▸ **What the task asks**
Stopping at the line that holds "let (signal, action, pnl, next)", repeat the lines below exactly, starting from the very first and including that final line.

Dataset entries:
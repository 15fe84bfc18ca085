//! Position state machine driven by the bar score.
//!
//! ```text
//! FLAT  --score >=  t--> LONG   (BUY, open)
//! FLAT  --score <= -t--> SHORT  (SELL, open)
//! LONG  --score <= -t--> FLAT   (SELL, close, pnl = exit - entry)
//! SHORT --score >=  t--> FLAT   (BUY, close, pnl = entry - exit)
//! ```
//!
//! At most one transition per bar. Closing does not reverse into the
//! opposite side on the same bar.

use super::stats::{OpenPosition, TradeLog};
use crate::domain::{Candle, Position, Trade, TradeAction, TradeSignal};
use crate::log::EventLog;
use crate::scoring::BarScore;

pub struct TradeStateMachine<'a> {
    threshold: i32,
    position: Position,
    entry_index: usize,
    entry_date: String,
    entry_price: f64,
    trades: Vec<Trade>,
    log: &'a dyn EventLog,
}

impl<'a> TradeStateMachine<'a> {
    pub fn new(threshold: i32, log: &'a dyn EventLog) -> Self {
        assert!(threshold >= 1, "trade threshold must be at least 1");
        Self {
            threshold,
            position: Position::Flat,
            entry_index: 0,
            entry_date: String::new(),
            entry_price: 0.0,
            trades: Vec::new(),
            log,
        }
    }

    pub fn threshold(&self) -> i32 {
        self.threshold
    }

    pub fn position(&self) -> Position {
        self.position
    }

    pub fn trades(&self) -> &[Trade] {
        &self.trades
    }

    /// Feed one bar. Returns the trade recorded on this bar, if any.
    pub fn on_bar(&mut self, index: usize, date: &str, price: f64, score: i32) -> Option<Trade> {
        let t = self.threshold;
        let (signal, action, pnl, next) = match self.position {
            Position::Flat if score >= t => {
                (TradeSignal::Buy, TradeAction::Open, 0.0, Position::Long)
            }
            Position::Flat if score <= -t => {
                (TradeSignal::Sell, TradeAction::Open, 0.0, Position::Short)
            }
            Position::Long if score <= -t => (
                TradeSignal::Sell,
                TradeAction::Close,
                price - self.entry_price,
                Position::Flat,
            ),
            Position::Short if score >= t => (
                TradeSignal::Buy,
                TradeAction::Close,
                self.entry_price - price,
                Position::Flat,
            ),
            _ => return None,
        };

        if action == TradeAction::Open {
            self.entry_index = index;
            self.entry_date = date.to_string();
            self.entry_price = price;
        }
        self.position = next;

        let trade = Trade {
            bar_index: index,
            date: date.to_string(),
            signal,
            action,
            price,
            pnl,
        };
        self.log.trade_recorded(&trade);
        self.trades.push(trade.clone());
        Some(trade)
    }

    /// Stop feeding bars. An open position is marked at `mark_price`.
    pub fn finish(self, mark_price: f64) -> TradeLog {
        let open_position = if self.position.is_flat() {
            None
        } else {
            Some(OpenPosition {
                position: self.position,
                entry_index: self.entry_index,
                entry_date: self.entry_date,
                entry_price: self.entry_price,
                mark_price,
                unrealized_pnl: self.position.unrealized_pnl(self.entry_price, mark_price),
            })
        };

        TradeLog {
            trades: self.trades,
            open_position,
        }
    }
}

/// Run the state machine over a whole score timeline.
///
/// Each bar trades at the close of the candle its `index` points to; bars
/// without a candle are ignored.
pub fn backtest_trades(
    scores: &[BarScore],
    candles: &[Candle],
    threshold: i32,
    log: &dyn EventLog,
) -> TradeLog {
    let mut machine = TradeStateMachine::new(threshold, log);
    for bar in scores {
        if let Some(candle) = candles.get(bar.index) {
            machine.on_bar(bar.index, &candle.date, candle.close, bar.score);
        }
    }
    let mark = candles.last().map_or(0.0, |c| c.close);
    machine.finish(mark)
}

▸ **Written solution**
repository 15fe84bfc18ca085
//! Position state machine driven by the bar score.
//!
//! ```text
//! FLAT  --score >=  t--> LONG   (BUY, open)
//! FLAT  --score <= -t--> SHORT  (SELL, open)
//! LONG  --score <= -t--> FLAT   (SELL, close, pnl = exit - entry)
//! SHORT --score >=  t--> FLAT   (BUY, close, pnl = entry - exit)
//! ```
//!
//! At most one transition per bar. Closing does not reverse into the
//! opposite side on the same bar.

use super::stats::{OpenPosition, TradeLog};
use crate::domain::{Candle, Position, Trade, TradeAction, TradeSignal};
use crate::log::EventLog;
use crate::scoring::BarScore;

pub struct TradeStateMachine<'a> {
    threshold: i32,
    position: Position,
    entry_index: usize,
    entry_date: String,
    entry_price: f64,
    trades: Vec<Trade>,
    log: &'a dyn EventLog,
}

impl<'a> TradeStateMachine<'a> {
    pub fn new(threshold: i32, log: &'a dyn EventLog) -> Self {
        assert!(threshold >= 1, "trade threshold must be at least 1");
        Self {
            threshold,
            position: Position::Flat,
            entry_index: 0,
            entry_date: String::new(),
            entry_price: 0.0,
            trades: Vec::new(),
            log,
        }
    }

    pub fn threshold(&self) -> i32 {
        self.threshold
    }

    pub fn position(&self) -> Position {
        self.position
    }

    pub fn trades(&self) -> &[Trade] {
        &self.trades
    }

    /// Feed one bar. Returns the trade recorded on this bar, if any.
    pub fn on_bar(&mut self, index: usize, date: &str, price: f64, score: i32) -> Option<Trade> {
        let t = self.threshold;
        let (signal, action, pnl, next) = match self.position {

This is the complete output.